## INSTRUCTIONS FOR THE TASK
Please restate the following records word for word.

┄┄┄┄┄┄

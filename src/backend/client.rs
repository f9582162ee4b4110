//! HTTP client for case backend requests.
//!
//! This module provides a low-level HTTP client wrapper for making requests
//! to the case backend, handling the session cookie jar, CSRF echoing and
//! response parsing.

use super::BackendError;
use reqwest::cookie::{CookieStore, Jar};
use reqwest::multipart::Form;
use reqwest::{RequestBuilder, Response, Url};
use serde::de::DeserializeOwned;
use serde::Serialize;
use std::sync::Arc;

const CSRF_COOKIE: &str = "csrftoken";
const CSRF_HEADER: &str = "X-CSRFToken";

/// Makes requests to the backend and tries to conform response data to the
/// requested type.
///
pub struct Client {
    base_url: Url,
    cookies: Arc<Jar>,
    http_client: reqwest::Client,
}

impl Client {
    /// Returns a new instance for the given base URL.
    ///
    pub fn new(base_url: &str) -> Result<Self, BackendError> {
        // Paths are joined relative to the base, which needs a trailing slash.
        let normalized = format!("{}/", base_url.trim_end_matches('/'));
        let base_url =
            Url::parse(&normalized).map_err(|e| BackendError::InvalidBaseUrl(e.to_string()))?;
        let cookies = Arc::new(Jar::default());
        let http_client = reqwest::Client::builder()
            .cookie_provider(Arc::clone(&cookies))
            .build()?;
        Ok(Client {
            base_url,
            cookies,
            http_client,
        })
    }

    /// Return data for a GET request on the path with optional query params.
    ///
    pub async fn get<T: DeserializeOwned>(
        &self,
        path: &str,
        params: Option<Vec<(&str, &str)>>,
    ) -> Result<T, BackendError> {
        let mut request = self.http_client.get(self.url(path)?);
        if let Some(params) = params {
            request = request.query(&params);
        }
        Self::parse(request.send().await?).await
    }

    /// Return data for a POST request with a JSON body.
    ///
    pub async fn post_json<B: Serialize + ?Sized, T: DeserializeOwned>(
        &self,
        path: &str,
        body: &B,
    ) -> Result<T, BackendError> {
        let request = self.http_client.post(self.url(path)?).json(body);
        let request = self.with_csrf(request);
        Self::parse(request.send().await?).await
    }

    /// Return data for a POST request with a multipart body.
    ///
    pub async fn post_multipart<T: DeserializeOwned>(
        &self,
        path: &str,
        form: Form,
    ) -> Result<T, BackendError> {
        let request = self.http_client.post(self.url(path)?).multipart(form);
        let request = self.with_csrf(request);
        Self::parse(request.send().await?).await
    }

    /// Returns the CSRF token the backend handed out through its cookie, if any.
    ///
    pub fn csrf_token(&self) -> Option<String> {
        let header = self.cookies.cookies(&self.base_url)?;
        let header = header.to_str().ok()?;
        header
            .split(';')
            .filter_map(|pair| pair.trim().split_once('='))
            .find(|(name, _)| *name == CSRF_COOKIE)
            .map(|(_, value)| value.to_string())
    }

    fn url(&self, path: &str) -> Result<Url, BackendError> {
        self.base_url
            .join(path.trim_start_matches('/'))
            .map_err(|e| BackendError::InvalidBaseUrl(e.to_string()))
    }

    fn with_csrf(&self, request: RequestBuilder) -> RequestBuilder {
        match self.csrf_token() {
            Some(token) => request.header(CSRF_HEADER, token),
            None => request,
        }
    }

    /// Check status before trying to deserialize, keeping the body of failed
    /// responses for the error message.
    ///
    async fn parse<T: DeserializeOwned>(response: Response) -> Result<T, BackendError> {
        let status = response.status();
        let bytes = response.bytes().await?;
        if !status.is_success() {
            let body = String::from_utf8_lossy(&bytes);
            log::error!("API request failed with status {}: {}", status, body);
            return Err(BackendError::from_response(status.as_u16(), &body));
        }
        serde_json::from_slice::<T>(&bytes).map_err(|e| {
            log::error!(
                "Failed to deserialize API response: {}. Response body: {}",
                e,
                String::from_utf8_lossy(&bytes)
            );
            BackendError::Deserialization(e)
        })
    }
}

┄┄┄┄┄┄

## YOUR SOLUTION
filename src/backend/client.rs
repository f9582162ee4b4110
//! HTTP client for case backend requests.
//!
//! This module provides a low-level HTTP client wrapper for making requests
//! to the case backend, handling the session cookie jar, CSRF echoing and
//! response parsing.

use super::BackendError;
use reqwest::cookie::{CookieStore, Jar};
use reqwest::multipart::Form;
use reqwest::{RequestBuilder, Response, Url};
use serde::de::DeserializeOwned;
use serde::Serialize;
use std::sync::Arc;

const CSRF_COOKIE: &str = "csrftoken";
const CSRF_HEADER: &str = "X-CSRFToken";

/// Makes requests to the backend and tries to conform response data to the
/// requested type.
///
pub struct Client {
    base_url: Url,
    cookies: Arc<Jar>,
    http_client: reqwest::Client,
}

impl Client {
    /// Returns a new instance for the given base URL.
    ///
    pub fn new(base_url: &str) -> Result<Self, BackendError> {
        // Paths are joined relative to the base, which needs a trailing slash.
        let normalized = format!("{}/", base_url.trim_end_matches('/'));
        let base_url =
            Url::parse(&normalized).map_err(|e| BackendError::InvalidBaseUrl(e.to_string()))?;
        let cookies = Arc::new(Jar::default());
        let http_client = reqwest::Client::builder()
            .cookie_provider(Arc::clone(&cookies))
            .build()?;
        Ok(Client {
            base_url,
            cookies,
            http_client,
        })
    }

    /// Return data for a GET request on the path with optional query params.
    ///
    pub async fn get<T: DeserializeOwned>(
        &self,
        path: &str,
        params: Option<Vec<(&str, &str)>>,
    ) -> Result<T, BackendError> {
        let mut request = self.http_client.get(self.url(path)?);
        if let Some(params) = params {
            request = request.query(&params);
        }
        Self::parse(request.send().await?).await
    }

    /// Return data for a POST request with a JSON body.
    ///
    pub async fn post_json<B: Serialize + ?Sized, T: DeserializeOwned>(
        &self,
        path: &str,
        body: &B,
    ) -> Result<T, BackendError> {
        let request = self.http_client.post(self.url(path)?).json(body);
        let request = self.with_csrf(request);
        Self::parse(request.send().await?).await
    }

    /// Return data for a POST request with a multipart body.
    ///
    pub async fn post_multipart<T: DeserializeOwned>(
        &self,
        path: &str,
        form: Form,
    ) -> Result<T, BackendError> {
        let request = self.http_client.post(self.url(path)?).multipart(form);
        let request = self.with_csrf(request);
        Self::parse(request.send().await?).await
    }

    /// Returns the CSRF token the backend handed out through its cookie, if any.
    ///
    pub fn csrf_token(&self) -> Option<String> {
        let header = self.cookies.cookies(&self.base_url)?;
        let header = header.to_str().ok()?;
        header
            .split(';')
            .filter_map(|pair| pair.trim().split_once('='))
            .find(|(name, _)| *name == CSRF_COOKIE)
            .map(|(_, value)| value.to_string())
    }

    fn url(&self, path: &str) -> Result<Url, BackendError> {
        self.base_url
            .join(path.trim_start_matches('/'))
            .map_err(|e| BackendError::InvalidBaseUrl(e.to_string()))
    }

    fn with_csrf(&self, request: RequestBuilder) -> RequestBuilder {
        match self.csrf_token() {
            Some(token) => request.header(CSRF_HEADER, token),
            None => request,
        }
    }

    /// Check status before trying to deserialize, keeping the body of failed
    /// responses for the error message.
    ///
    async fn parse<T: DeserializeOwned>(response: Response) -> Result<T, BackendError> {
        let status = response.status();
        let bytes = response.bytes().await?;
        if !status.is_success() {
            let body = String::from_utf8_lossy(&bytes);
            log::error!("API request failed with status {}: {}", status, body);
            return Err(BackendError::from_response(status.as_u16(), &body));
        }
        serde_json::from_slice::<T>(&bytes).map_err(|e| {
            log::error!(
                "Failed to deserialize API response: {}. Response body: {}",
                e,
                String::from_utf8_lossy(&bytes)
            );
            BackendError::Deserialization(e)
        })
    }
}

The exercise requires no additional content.